Among the entries below, extract exactly the lines that run from the one with "the next entry" through the one with "pub async fn signed_in(server: &StubServer)", both ends included.
SUPPLIED DATA Block Start
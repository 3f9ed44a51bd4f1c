//! In-process stub of the Nexus backend for integration tests.
//!
//! Implements the auth, healthdata and ai endpoints over in-memory state and
//! binds to an ephemeral port. Insight responses can be delayed to set up
//! out-of-order arrivals.

#![allow(dead_code)]

use std::collections::{HashMap, VecDeque};
use std::net::SocketAddr;
use std::sync::{Arc, Mutex, MutexGuard};
use std::time::Duration;

use axum::extract::{Path, State};
use axum::http::{HeaderMap, StatusCode, header::AUTHORIZATION};
use axum::response::{IntoResponse, Response};
use axum::routing::{post, put};
use axum::{Json, Router};
use nexus_client::{ClientConfig, NexusClient, Session};
use nexus_core::validation::RegistrationForm;
use rand::distr::Alphanumeric;
use rand::{Rng, rng};
use serde::Deserialize;
use serde_json::{Value, json};
use tracing_subscriber::EnvFilter;

pub const EMAIL: &str = "user@test.com";
pub const PASSWORD: &str = "secret1";

/// Client logs go to the test output; filter with `RUST_LOG`.
pub fn init_tracing() {
    let _ = tracing_subscriber::fmt()
        .with_env_filter(EnvFilter::from_default_env())
        .with_test_writer()
        .try_init();
}

const FIXED_TIMESTAMP: &str = "2025-03-16T12:00:00";

struct User {
    id: u64,
    password: String,
}

struct StoredEntry {
    id: i64,
    owner: u64,
    weight: f64,
    bp: String,
    glucose: f64,
}

impl StoredEntry {
    fn to_json(&self) -> Value {
        json!({
            "id": self.id,
            "weight": self.weight,
            "bp": self.bp,
            "glucose": self.glucose,
            "timestamp": FIXED_TIMESTAMP,
        })
    }
}

#[derive(Default)]
struct Backend {
    users: HashMap<String, User>,
    tokens: HashMap<String, u64>,
    entries: Vec<StoredEntry>,
    next_user_id: u64,
    next_entry_id: i64,
    insight_delays: VecDeque<Duration>,
    insight_calls: u64,
    list_delays: VecDeque<Duration>,
    list_failures: u32,
}

type Shared = Arc<Mutex<Backend>>;

/// Error body in the backend's `{"detail": ...}` shape.
struct ApiError(StatusCode, &'static str);

impl IntoResponse for ApiError {
    fn into_response(self) -> Response {
        (self.0, Json(json!({ "detail": self.1 }))).into_response()
    }
}

fn lock(state: &Shared) -> MutexGuard<'_, Backend> {
    state.lock().expect("stub state poisoned")
}

fn current_user(headers: &HeaderMap, backend: &Backend) -> Result<u64, ApiError> {
    let token = headers
        .get(AUTHORIZATION)
        .and_then(|v| v.to_str().ok())
        .and_then(|v| v.strip_prefix("Bearer "))
        .filter(|t| !t.is_empty())
        .ok_or(ApiError(StatusCode::UNAUTHORIZED, "Token missing"))?;
    backend
        .tokens
        .get(token)
        .copied()
        .ok_or(ApiError(StatusCode::UNAUTHORIZED, "Invalid or expired token"))
}

#[derive(Deserialize)]
#[serde(rename_all = "camelCase")]
struct RegisterBody {
    email: String,
    password: String,
    first_name: String,
    last_name: String,
}

#[derive(Deserialize)]
struct LoginBody {
    email: String,
    password: String,
}

#[derive(Deserialize)]
struct EntryBody {
    weight: f64,
    bp: String,
    glucose: f64,
}

async fn register(
    State(state): State<Shared>,
    Json(body): Json<RegisterBody>,
) -> Result<Json<Value>, ApiError> {
    let mut backend = lock(&state);
    if body.first_name.is_empty() || body.last_name.is_empty() {
        return Err(ApiError(StatusCode::BAD_REQUEST, "Name is required"));
    }
    if backend.users.contains_key(&body.email) {
        return Err(ApiError(StatusCode::BAD_REQUEST, "Email already registered"));
    }
    backend.next_user_id += 1;
    let id = backend.next_user_id;
    backend.users.insert(
        body.email,
        User {
            id,
            password: body.password,
        },
    );
    Ok(Json(json!({ "message": "User registered successfully" })))
}

async fn login(
    State(state): State<Shared>,
    Json(body): Json<LoginBody>,
) -> Result<Json<Value>, ApiError> {
    let mut backend = lock(&state);
    let user_id = match backend.users.get(&body.email) {
        Some(user) if user.password == body.password => user.id,
        _ => return Err(ApiError(StatusCode::UNAUTHORIZED, "Invalid email or password")),
    };
    let token: String = rng()
        .sample_iter(&Alphanumeric)
        .take(32)
        .map(char::from)
        .collect();
    backend.tokens.insert(token.clone(), user_id);
    Ok(Json(json!({ "access_token": token, "token_type": "bearer" })))
}

async fn list_entries(
    State(state): State<Shared>,
    headers: HeaderMap,
) -> Result<Json<Value>, ApiError> {
    let (entries, delay, fail) = {
        let mut backend = lock(&state);
        let user = current_user(&headers, &backend)?;
        let entries: Vec<Value> = backend
            .entries
            .iter()
            .filter(|e| e.owner == user)
            .map(StoredEntry::to_json)
            .collect();
        let delay = backend.list_delays.pop_front().unwrap_or_default();
        let fail = backend.list_failures > 0;
        if fail {
            backend.list_failures -= 1;
        }
        (entries, delay, fail)
    };
    tokio::time::sleep(delay).await;
    if fail {
        return Err(ApiError(StatusCode::INTERNAL_SERVER_ERROR, "Database unavailable"));
    }
    Ok(Json(Value::Array(entries)))
}

async fn create_entry(
    State(state): State<Shared>,
    headers: HeaderMap,
    Json(body): Json<EntryBody>,
) -> Result<Json<Value>, ApiError> {
    let mut backend = lock(&state);
    let owner = current_user(&headers, &backend)?;
    backend.next_entry_id += 1;
    let id = backend.next_entry_id;
    backend.entries.push(StoredEntry {
        id,
        owner,
        weight: body.weight,
        bp: body.bp,
        glucose: body.glucose,
    });
    Ok(Json(json!({ "message": "Health data recorded", "data_id": id })))
}

async fn update_entry(
    State(state): State<Shared>,
    headers: HeaderMap,
    Path(id): Path<i64>,
    Json(body): Json<EntryBody>,
) -> Result<Json<Value>, ApiError> {
    let mut backend = lock(&state);
    let owner = current_user(&headers, &backend)?;
    let entry = backend
        .entries
        .iter_mut()
        .find(|e| e.id == id && e.owner == owner)
        .ok_or(ApiError(StatusCode::NOT_FOUND, "Health data not found"))?;
    entry.weight = body.weight;
    entry.bp = body.bp;
    entry.glucose = body.glucose;
    Ok(Json(entry.to_json()))
}

async fn delete_entry(
    State(state): State<Shared>,
    headers: HeaderMap,
    Path(id): Path<i64>,
) -> Result<StatusCode, ApiError> {
    let mut backend = lock(&state);
    let owner = current_user(&headers, &backend)?;
    let before = backend.entries.len();
    backend.entries.retain(|e| !(e.id == id && e.owner == owner));
    if backend.entries.len() == before {
        return Err(ApiError(StatusCode::NOT_FOUND, "Health data not found"));
    }
    Ok(StatusCode::NO_CONTENT)
}

async fn insights(
    State(state): State<Shared>,
    headers: HeaderMap,
) -> Result<Json<Value>, ApiError> {
    let (text, delay) = {
        let mut backend = lock(&state);
        let user = current_user(&headers, &backend)?;
        backend.insight_calls += 1;
        let call = backend.insight_calls;
        let count = backend.entries.iter().filter(|e| e.owner == user).count();
        let delay = backend.insight_delays.pop_front().unwrap_or_default();
        let text = if count == 0 {
            "No health data found to generate insights.".to_string()
        } else {
            format!("Insight #{call} over {count} entries")
        };
        (text, delay)
    };
    tokio::time::sleep(delay).await;
    Ok(Json(json!({ "insights": text })))
}

/// Running stub backend.
#[derive(Clone)]
pub struct StubServer {
    pub addr: SocketAddr,
    state: Shared,
}

impl StubServer {
    pub async fn start() -> Self {
        init_tracing();
        let state: Shared = Arc::default();
        let app = Router::new()
            .route("/auth/register", post(register))
            .route("/auth/login", post(login))
            .route("/healthdata/", post(create_entry).get(list_entries))
            .route("/healthdata/{id}", put(update_entry).delete(delete_entry))
            .route("/ai/", post(insights))
            .with_state(state.clone());

        let listener = tokio::net::TcpListener::bind("127.0.0.1:0")
            .await
            .expect("bind stub listener");
        let addr = listener.local_addr().expect("stub addr");
        tokio::spawn(async move {
            axum::serve(listener, app).await.expect("stub server");
        });

        Self { addr, state }
    }

    pub fn config(&self) -> ClientConfig {
        ClientConfig::new(&format!("http://{}", self.addr)).expect("stub url")
    }

    pub fn client(&self) -> NexusClient {
        NexusClient::new(&self.config()).expect("client")
    }

    /// Delay the next insight response by `delay`.
    pub fn push_insight_delay(&self, delay: Duration) {
        lock(&self.state).insight_delays.push_back(delay);
    }

    pub fn insight_calls(&self) -> u64 {
        lock(&self.state).insight_calls
    }

    /// Delay the next entry listing by `delay`.
    pub fn push_list_delay(&self, delay: Duration) {
        lock(&self.state).list_delays.push_back(delay);
    }

    /// Answer the next `count` entry listings with a 500.
    pub fn fail_next_lists(&self, count: u32) {
        lock(&self.state).list_failures += count;
    }

    pub fn entry_count(&self) -> usize {
        lock(&self.state).entries.len()
    }

    /// Forget every issued token, as if they all expired.
    pub fn expire_tokens(&self) {
        lock(&self.state).tokens.clear();
    }
}

pub fn registration(email: &str, password: &str) -> RegistrationForm {
    RegistrationForm {
        first_name: "Test".into(),
        last_name: "User".into(),
        email: email.into(),
        password: password.into(),
        confirm_password: password.into(),
    }
}

/// Register `user@test.com` and log in.
pub async fn signed_in(server: &StubServer) -> (NexusClient, Session) {
    let client = server.client();
    let session = sign_up(&client, EMAIL).await;
    (client, session)
}

/// Register `email` with the shared test password and log in on `client`.
pub async fn sign_up(client: &NexusClient, email: &str) -> Session {
    client
        .sessions
        .register(&registration(email, PASSWORD))
        .await
        .expect("register");
    client.sessions.login(email, PASSWORD).await.expect("login")
}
SUPPLIED DATA Block End
# WRITTEN RESPONSE
    /// Delay the next entry listing by `delay`.
    pub fn push_list_delay(&self, delay: Duration) {
        lock(&self.state).list_delays.push_back(delay);
    }

    /// Answer the next `count` entry listings with a 500.
    pub fn fail_next_lists(&self, count: u32) {
        lock(&self.state).list_failures += count;
    }

    pub fn entry_count(&self) -> usize {
        lock(&self.state).entries.len()
    }

    /// Forget every issued token, as if they all expired.
    pub fn expire_tokens(&self) {
        lock(&self.state).tokens.clear();
    }
}

pub fn registration(email: &str, password: &str) -> RegistrationForm {
    RegistrationForm {
        first_name: "Test".into(),
        last_name: "User".into(),
        email: email.into(),
        password: password.into(),
        confirm_password: password.into(),
    }
}

/// Register `user@test.com` and log in.
pub async fn signed_in(server: &StubServer) -> (NexusClient, Session) {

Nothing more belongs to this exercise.